Is Stress Overwhelming Your Employees? Here Are Two Quick and Easy Solutions
January 10, 2022
Stress is common in work settings. We recently discussed how stress is an invisible force that can inhibit an entire organization’s growth, particularly in highly competitive industries like fintech. So, it’s vital to your company’s success and longevity to promote employee health and remove stress from your culture. While that’s no small feat, it can do wonders for your productivity, employee retention, customer satisfaction, and bottom line.
Today, we’re going to share two practical yet surprisingly simple methods for combating different types of stressors in the workplace — task stressors and acute stressors.

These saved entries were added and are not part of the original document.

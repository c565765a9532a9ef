//! Memory-mapped SPI register block.

use plib_mmio::{IrqBit, register_block};

use super::{SpiCon1, SpiImsk, SpiIrq, SpiRegisters, SpiStat};

register_block! {
    /// SPI MMIO register block.
    pub SpiRegs {
        /// Control register 1.
        [0x00; u32; rw] con1 => SpiCon1,
        /// Control register 2 (framed and audio modes, unused).
        [0x04; u32; rw] con2,
        /// Status register.
        [0x08; u32; rw] stat => SpiStat,
        /// Data buffer: writes push the transmit FIFO, reads pop the receive
        /// FIFO.
        [0x0C; u32; rw] buf,
        /// Baud rate generator.
        [0x10; u32; rw] brg,
        /// Interrupt mask.
        [0x14; u32; rw] imsk => SpiImsk,
    }
}

/// An SPI module at a fixed address with its three interrupt lines.
#[derive(Debug, Clone, Copy)]
pub struct MmioSpi {
    regs: SpiRegs,
    rx: IrqBit,
    tx: IrqBit,
    error: IrqBit,
}

impl MmioSpi {
    /// Creates the accessor.
    ///
    /// # Safety
    ///
    /// `base` must be the address of an SPI register block, valid for as
    /// long as the accessor is used.
    #[must_use]
    pub const unsafe fn new(base: usize, rx: IrqBit, tx: IrqBit, error: IrqBit) -> Self {
        Self {
            // SAFETY: Forwarded from the caller.
            regs: unsafe { SpiRegs::new(base) },
            rx,
            tx,
            error,
        }
    }

    fn lines(&self, irqs: SpiIrq) -> impl Iterator<Item = &IrqBit> {
        [
            (SpiIrq::RX, &self.rx),
            (SpiIrq::TX, &self.tx),
            (SpiIrq::ERROR, &self.error),
        ]
        .into_iter()
        .filter(move |(irq, _)| irqs.contains(*irq))
        .map(|(_, line)| line)
    }
}

impl SpiRegisters for MmioSpi {
    fn con1(&self) -> SpiCon1 {
        self.regs.con1()
    }

    fn set_con1(&self, value: SpiCon1) {
        self.regs.set_con1(value);
    }

    fn set_con2(&self, value: u32) {
        self.regs.set_con2(value);
    }

    fn stat(&self) -> SpiStat {
        self.regs.stat()
    }

    fn set_stat(&self, value: SpiStat) {
        self.regs.set_stat(value);
    }

    fn set_brg(&self, value: u32) {
        self.regs.set_brg(value);
    }

    fn imsk(&self) -> SpiImsk {
        self.regs.imsk()
    }

    fn set_imsk(&self, value: SpiImsk) {
        self.regs.set_imsk(value);
    }

    #[allow(clippy::cast_possible_truncation)]
    fn read_buf(&self) -> u8 {
        self.regs.buf() as u8
    }

    fn write_buf(&self, byte: u8) {
        self.regs.set_buf(u32::from(byte));
    }

    fn set_irq_enabled(&self, irqs: SpiIrq, enabled: bool) {
        self.lines(irqs).for_each(|line| line.set_enabled(enabled));
    }

    fn irq_enabled(&self, irqs: SpiIrq) -> bool {
        self.lines(irqs).all(IrqBit::is_enabled)
    }

    fn clear_irq_pending(&self, irqs: SpiIrq) {
        self.lines(irqs).for_each(IrqBit::clear_pending);
    }
}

Method #1: Developing Strength of Mind with Stress TestsStress is a fight or flight reaction. It leads to defensive, accusatory, overbearing, and dominant behavior. And we consider this “normal” because our brains recognize some sort of situational threat, so they do everything possible to protect us. In reality, there aren’t many life-and-death situations in the workplace, yet our subconscious mind and stress system overestimate external stimuli and raise alarms as if we’re in peril.
Fortunately, we can reorient our innate reactions by switching perspectives and developing our strength of mind. It’s a quick technique that only requires two or three minutes to implement.

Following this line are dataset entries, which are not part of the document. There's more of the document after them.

//! Simulated I2C module: a host with one device on the bus, or a client
//! driven by a remote host.

use std::cell::{Cell, RefCell};
use std::collections::VecDeque;

use crate::i2c::{I2cCon, I2cIntc, I2cIrq, I2cRegisters, I2cStat};

/// What the simulated bus saw, in order.
#[derive(Debug, Clone, Copy, PartialEq, Eq)]
pub enum BusEvent {
    Start,
    Restart,
    Stop,
    /// Byte driven by the host.
    Write(u8),
    /// Byte driven by the device.
    Read(u8),
    /// Host acknowledged a received byte.
    Ack,
    /// Host did not acknowledge a received byte.
    Nack,
}

/// How the device interprets the next byte the host sends.
#[derive(Debug, Clone, Copy, PartialEq, Eq)]
enum Phase {
    Address,
    TenBitLow,
    Data,
}

/// An I2C module whose bus sequences complete as soon as they are
/// requested, each raising the event interrupt.
///
/// In client mode the test plays the remote host with the `host_*`
/// methods; each one updates the status register the way the hardware
/// would and raises the event interrupt.
pub struct MockI2c {
    device: u16,
    client: bool,
    address: Cell<u16>,
    mask: Cell<u16>,
    trn: Cell<u8>,
    con: Cell<u32>,
    stat: Cell<u32>,
    rcv: Cell<u8>,
    baud: Cell<u32>,
    intc: Cell<u32>,
    enabled: Cell<u8>,
    pending: Cell<u8>,
    cycled: Cell<bool>,
    phase: Cell<Phase>,
    /// The 10-bit device matched the last header/low byte pair.
    selected: Cell<bool>,
    read_data: RefCell<VecDeque<u8>>,
    bus: RefCell<Vec<BusEvent>>,
}

impl MockI2c {
    /// A bus with a device answering at `device` (7-bit when below 0x80).
    pub fn with_device(device: u16) -> Self {
        Self {
            device,
            client: false,
            address: Cell::new(0),
            mask: Cell::new(0),
            trn: Cell::new(0),
            con: Cell::new(0),
            stat: Cell::new(0),
            rcv: Cell::new(0),
            baud: Cell::new(0),
            intc: Cell::new(0),
            enabled: Cell::new(0),
            pending: Cell::new(0),
            cycled: Cell::new(false),
            phase: Cell::new(Phase::Data),
            selected: Cell::new(false),
            read_data: RefCell::new(VecDeque::new()),
            bus: RefCell::new(Vec::new()),
        }
    }

    /// A module in client mode.
    pub fn client() -> Self {
        Self {
            client: true,
            ..Self::with_device(0)
        }
    }

    /// Bytes the device returns to reads, in order.
    pub fn queue_read(&self, bytes: &[u8]) {
        self.read_data.borrow_mut().extend(bytes);
    }

    pub fn bus(&self) -> Vec<BusEvent> {
        self.bus.borrow().clone()
    }

    pub fn baud(&self) -> u32 {
        self.baud.get()
    }

    pub fn intc(&self) -> I2cIntc {
        I2cIntc::from_bits_retain(self.intc.get())
    }

    /// Returns `true` if the module was ever switched off while on.
    pub fn was_cycled(&self) -> bool {
        self.cycled.get()
    }

    pub fn address(&self) -> u16 {
        self.address.get()
    }

    pub fn address_mask(&self) -> u16 {
        self.mask.get()
    }

    /// The remote host sends a start and the client's 7-bit address.
    #[allow(clippy::cast_possible_truncation)]
    pub fn host_addresses(&self, read: bool) {
        self.log(BusEvent::Start);
        self.set_stat_bits(I2cStat::S, true);
        self.set_stat_bits(I2cStat::P | I2cStat::ACKSTAT | I2cStat::D_A, false);
        self.set_stat_bits(I2cStat::R_W, read);
        self.receive(((self.address.get() as u8) << 1) | u8::from(read));
    }

    /// The remote host writes a data byte.
    pub fn host_writes(&self, byte: u8) {
        self.log(BusEvent::Write(byte));
        self.set_stat_bits(I2cStat::D_A, true);
        self.receive(byte);
    }

    /// The remote host clocks out the byte loaded in the transmit register
    /// and answers with ACK or NACK. Returns `None` if nothing was loaded.
    pub fn host_reads(&self, ack: bool) -> Option<u8> {
        if !self.stat().contains(I2cStat::TBF) {
            return None;
        }
        let byte = self.trn.get();
        self.log(BusEvent::Read(byte));
        self.log(if ack { BusEvent::Ack } else { BusEvent::Nack });
        self.set_stat_bits(I2cStat::TBF, false);
        self.set_stat_bits(I2cStat::D_A, true);
        self.set_stat_bits(I2cStat::ACKSTAT, !ack);
        self.pend(I2cIrq::EVENT);
        Some(byte)
    }

    /// The remote host ends the transfer.
    pub fn host_stops(&self) {
        self.log(BusEvent::Stop);
        self.set_stat_bits(I2cStat::S, false);
        self.set_stat_bits(I2cStat::P, true);
        self.pend(I2cIrq::EVENT);
    }

    fn receive(&self, byte: u8) {
        if self.stat().contains(I2cStat::RBF) {
            self.set_stat_bits(I2cStat::I2COV, true);
        } else {
            self.rcv.set(byte);
            self.set_stat_bits(I2cStat::RBF, true);
        }
        self.pend(I2cIrq::EVENT);
    }

    /// Another host wins arbitration.
    pub fn collide(&self) {
        self.set_stat_bits(I2cStat::BCL, true);
        self.pend(I2cIrq::ERROR);
    }

    /// Returns `true` if `irq` is both pending and enabled.
    pub fn fires(&self, irq: I2cIrq) -> bool {
        self.enabled.get() & self.pending.get() & irq.bits() == irq.bits()
    }

    fn pend(&self, irq: I2cIrq) {
        self.pending.set(self.pending.get() | irq.bits());
    }

    fn log(&self, event: BusEvent) {
        self.bus.borrow_mut().push(event);
    }

    fn set_stat_bits(&self, bits: I2cStat, value: bool) {
        let mut stat = I2cStat::from_bits_retain(self.stat.get());
        stat.set(bits, value);
        self.stat.set(stat.bits());
    }

    fn is_ten_bit(&self) -> bool {
        self.device > 0x7F
    }

    #[allow(clippy::cast_possible_truncation)]
    fn header(&self) -> u8 {
        0xF0 | (((self.device >> 8) as u8 & 0b11) << 1)
    }

    /// Decides whether the device acknowledges `byte`.
    #[allow(clippy::cast_possible_truncation)]
    fn acknowledges(&self, byte: u8) -> bool {
        match self.phase.get() {
            Phase::Address if byte & 0xF8 == 0xF0 => {
                let write_header = byte & 1 == 0;
                let matches = self.is_ten_bit() && byte & 0xFE == self.header();
                if write_header {
                    self.selected.set(false);
                    self.phase.set(Phase::TenBitLow);
                    matches
                } else {
                    self.phase.set(Phase::Data);
                    matches && self.selected.get()
                }
            }
            Phase::Address => {
                self.phase.set(Phase::Data);
                !self.is_ten_bit() && u16::from(byte >> 1) == self.device
            }
            Phase::TenBitLow => {
                self.phase.set(Phase::Data);
                let matches = byte == self.device as u8;
                self.selected.set(matches);
                matches
            }
            Phase::Data => true,
        }
    }

    fn start_sequences(&self, requested: I2cCon, ackdt: bool) {
        if requested.contains(I2cCon::SEN) {
            self.log(BusEvent::Start);
            self.set_stat_bits(I2cStat::S, true);
            self.set_stat_bits(I2cStat::P, false);
            self.phase.set(Phase::Address);
            self.pend(I2cIrq::EVENT);
        }
        if requested.contains(I2cCon::RSEN) {
            self.log(BusEvent::Restart);
            self.phase.set(Phase::Address);
            self.pend(I2cIrq::EVENT);
        }
        if requested.contains(I2cCon::RCEN) {
            let byte = self.read_data.borrow_mut().pop_front().unwrap_or(0xFF);
            self.log(BusEvent::Read(byte));
            self.rcv.set(byte);
            self.set_stat_bits(I2cStat::RBF, true);
            self.pend(I2cIrq::EVENT);
        }
        if requested.contains(I2cCon::ACKEN) {
            self.log(if ackdt { BusEvent::Nack } else { BusEvent::Ack });
            self.pend(I2cIrq::EVENT);
        }
        if requested.contains(I2cCon::PEN) {
            self.log(BusEvent::Stop);
            self.set_stat_bits(I2cStat::S, false);
            self.set_stat_bits(I2cStat::P, true);
            self.pend(I2cIrq::EVENT);
        }
    }
}

impl I2cRegisters for MockI2c {
    fn con(&self) -> I2cCon {
        I2cCon::from_bits_retain(self.con.get())
    }

    fn set_con(&self, value: I2cCon) {
        if self.con().contains(I2cCon::ON) && !value.contains(I2cCon::ON) {
            self.cycled.set(true);
        }
        // Sequence bits clear themselves once the sequence completes.
        self.con.set((value - I2cCon::SEQUENCES).bits());
        self.start_sequences(value & I2cCon::SEQUENCES, value.contains(I2cCon::ACKDT));
    }

    fn stat(&self) -> I2cStat {
        I2cStat::from_bits_retain(self.stat.get())
    }

    fn set_stat(&self, value: I2cStat) {
        // Only the collision and overflow flags are software-clearable.
        for flag in [I2cStat::BCL, I2cStat::I2COV] {
            if !value.contains(flag) {
                self.set_stat_bits(flag, false);
            }
        }
    }

    fn write_trn(&self, byte: u8) {
        if self.client {
            self.trn.set(byte);
            self.set_stat_bits(I2cStat::TBF, true);
            return;
        }
        self.log(BusEvent::Write(byte));
        let ack = self.acknowledges(byte);
        self.set_stat_bits(I2cStat::ACKSTAT, !ack);
        self.pend(I2cIrq::EVENT);
    }

    fn read_rcv(&self) -> u8 {
        self.set_stat_bits(I2cStat::RBF, false);
        self.rcv.get()
    }

    fn set_baud(&self, value: u32) {
        self.baud.set(value);
    }

    fn set_intc(&self, value: I2cIntc) {
        self.intc.set(value.bits());
    }

    fn set_address(&self, address: u16) {
        self.address.set(address);
    }

    fn set_address_mask(&self, mask: u16) {
        self.mask.set(mask);
    }

    fn set_irq_enabled(&self, irqs: I2cIrq, enabled: bool) {
        let bits = if enabled {
            self.enabled.get() | irqs.bits()
        } else {
            self.enabled.get() & !irqs.bits()
        };
        self.enabled.set(bits);
    }

    fn irq_enabled(&self, irqs: I2cIrq) -> bool {
        self.enabled.get() & irqs.bits() == irqs.bits()
    }

    fn clear_irq_pending(&self, irqs: I2cIrq) {
        self.pending.set(self.pending.get() & !irqs.bits());
    }
}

First, what are some common stressors in a corporate environment? Perhaps top employees have fallen ill, and you’re tasked with picking up the slack. Or maybe there’s an impending, make-or-break project deadline next week and your to-do list is growing faster than you can check it off.
Whatever the catalyst, tensions have risen and stress has reached a boiling point. It’s as if we’re standing at the foot of a daunting mountain and looking upward in terror. We let the tasks ahead bury us in stress.
But what eventually happens? You manage the situation and get through it. And when you look back at those obstacles in a few months, do they look like untraversable mountains? No, of course not. They’re usually reduced to mild hills in retrospect — because you were able to walk right over them.
It obviously wasn't a matter of life and death. You’re here. You’re reading this. So, why don’t we look through this lens from the start? We can by taking a few minutes and asking ourselves a variety of questions to reframe our mindset. This works best if we answer them internally, in our mind, until we feel the tension release.Time-oriented questions
- What will I think about this situation in three to six months?
- What will I think about this situation when I'm 80 years old?
- What would I advise a friend to do in this situation?
- What would a friend advise me to do?
- What's the worst thing that can happen?
- If the worst-case scenario occurs, what then?
- When have I faced similar experiences in the past?
- What would somebody in a much worse situation think about my problem?